Since last July the New Zealand Portrait Gallery and the New Zealand Centre for Photography have found a home at Shed 11 on Wellington’s Waterfront. The first show included two exhibitions. The Portrait Gallery presented “Portraits of Artists” from Otago’s Hocken Collection. Also on display was the Centre for Photography’s exhibition “Collecting Photographers”.
During September, there are another two interesting shows on display in Shed 11. One of these is “Allan Chawner: World Town”, presented by The Centre for Photography.
“World Town” is a photographic exhibition of people and their environments in small towns of the world. Allan Chawner, an Australian photographer, took large panoramic photos of six different “world towns”: Shiida, Japan; Otorohanga, New Zealand; Dolores, USA; Martel, France; Frigiliana, Spain and Gloucester, Australia. The choice of the places was based on a few criterions. Firstly, it had to be a small town with a street of shops, Secondly, it should also be a place independent of tourism. Chawner used the same working method for all towns, so that they may be compared. He says that the photographs describe the architecture, landscape, ambience and way of life within these small towns, which also depict and reflect upon our sense of place. In Professor Bruce Barber’s opinion, Chawner’s images provide a discrete social and ecological consciousness. The artist sorted his photos not by the location where they were taken, but in order of similar situations, places and ideas. They have been joined together in a way that has created a colourful mosaic of the “World-Town”. During my conversation with Allan Chawner, he described his project as “the celebration of a multicultural world” and this, in my opinion, is the best way to look at his work.
The other exhibition is “FACE VALUE: The Portrait from the Pacific”.
This exhibition shows the work of thirteen new media artists from the pacific region, including Vernon Ah Kee, Denis Beaubois, John Gillies, Lonnie Hutchinson, Lyndal Jones, Janet Merewether, James Pinker and Mark McClean, Rachael Rakena, Christian Thompson, Sheyne Tuffery, Jim Vivieaere and Jefferson Belt. It is a very interesting mix of new media artists on the show in Shed 11 – well worth a visit. The artists have created video-moving images, which are more about the variation in identities than just portraits of the people from the Pacific.

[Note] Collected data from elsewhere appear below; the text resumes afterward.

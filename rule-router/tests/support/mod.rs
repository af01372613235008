//! Shared fixtures for the integration suites.
#![allow(dead_code)]

use async_trait::async_trait;
use parking_lot::Mutex;
use rule_router::{Broker, BrokerRole, BrokerState, MessageListener, RouterError};
use std::sync::Arc;

pub fn init_logging() {
    let _ = tracing_subscriber::fmt()
        .with_env_filter(
            tracing_subscriber::EnvFilter::try_from_default_env()
                .unwrap_or_else(|_| tracing_subscriber::EnvFilter::new("info")),
        )
        .with_test_writer()
        .try_init();
}

/// Target-side broker that records every publish it receives.
pub struct RecordingBroker {
    id: String,
    role: BrokerRole,
    fail_publishes: bool,
    published: Mutex<Vec<(String, String)>>,
}

impl RecordingBroker {
    pub fn target(id: &str) -> Self {
        Self {
            id: id.to_string(),
            role: BrokerRole::Target,
            fail_publishes: false,
            published: Mutex::new(Vec::new()),
        }
    }

    #[allow(dead_code)]
    pub fn failing_target(id: &str) -> Self {
        Self {
            fail_publishes: true,
            ..Self::target(id)
        }
    }

    pub fn published(&self) -> Vec<(String, String)> {
        self.published.lock().clone()
    }

    pub fn published_count(&self) -> usize {
        self.published.lock().len()
    }
}

#[async_trait]
impl Broker for RecordingBroker {
    fn id(&self) -> &str {
        &self.id
    }

    fn role(&self) -> BrokerRole {
        self.role
    }

    fn state(&self) -> BrokerState {
        BrokerState::Connected
    }

    async fn connect(&self) -> Result<(), RouterError> {
        Ok(())
    }

    async fn disconnect(&self) -> Result<(), RouterError> {
        Ok(())
    }

    async fn subscribe(
        &self,
        _patterns: &[String],
        _listener: Arc<dyn MessageListener>,
    ) -> Result<(), RouterError> {
        Ok(())
    }

    async fn publish(
        &self,
        topic: &str,
        payload: &[u8],
        _qos: u8,
        _retain: bool,
    ) -> Result<(), RouterError> {
        if self.fail_publishes {
            return Err(RouterError::Publish {
                broker: self.id.clone(),
                reason: "recording broker configured to fail".to_string(),
            });
        }
        self.published
            .lock()
            .push((topic.to_string(), String::from_utf8_lossy(payload).into_owned()));
        Ok(())
    }
}
//! Rendering error types.

use thiserror::Error;
use volray_core::FormatError;

/// Errors that can occur during rendering operations.
///
/// GPU resource failures are kept apart from [`FormatError`] so callers can
/// tell a bad file from a bad device.
#[derive(Error, Debug)]
pub enum RenderError {
    /// Failed to create wgpu adapter.
    #[error("failed to create graphics adapter")]
    AdapterCreationFailed,

    /// Failed to create wgpu device.
    #[error("failed to create graphics device: {0}")]
    DeviceCreationFailed(#[from] wgpu::RequestDeviceError),

    /// Shader compilation failed.
    #[error("shader compilation failed: {0}")]
    ShaderCompilationFailed(String),

    /// The volume has no voxels and cannot back a texture.
    #[error("cannot upload an empty volume")]
    EmptyVolume,

    /// A volume axis exceeds the device's 3D texture limit.
    #[error("volume dimensions {dimensions:?} exceed the 3D texture limit of {limit}")]
    TextureTooLarge { dimensions: [u32; 3], limit: u32 },

    /// A frame was requested before any volume was loaded.
    #[error("no volume loaded")]
    NotReady,

    /// Loading the volume file failed.
    #[error(transparent)]
    Format(#[from] FormatError),
}

/// A specialized Result type for rendering operations.
pub type RenderResult<T> = std::result::Result<T, RenderError>;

Curators Rilka Oakley and Annabel Pegus have said that their intention was to investigate visual manifestations of identity at a time when digital technology is accessible to the majority, rather than a specialist minority. Lots of the work included in this show is allegorical, fictional or conceptual. They are informed by history, technology, globalisation and geographic location and consider social and familiar origins, genre, ethnic and cultural diversity. Every artist chose a different way to explore his/her own moving image. In Rhana Devenport’s opinion, some artists were exploring and disrupting the genre of auto-portraiture, while others were examining appearance, memory and loss. In certain works, the in-between space holds interest, while for others ideas surrounding authenticity were under consideration.
At the end, we can ask: “How is the ‘Face Value’ represented in this exhibition?”. But we can also ask: “What is the value of these exhibitions?”. If you want to know the answers to these questions, you just need to visit Shed 11 before the end of September and check this out for yourself.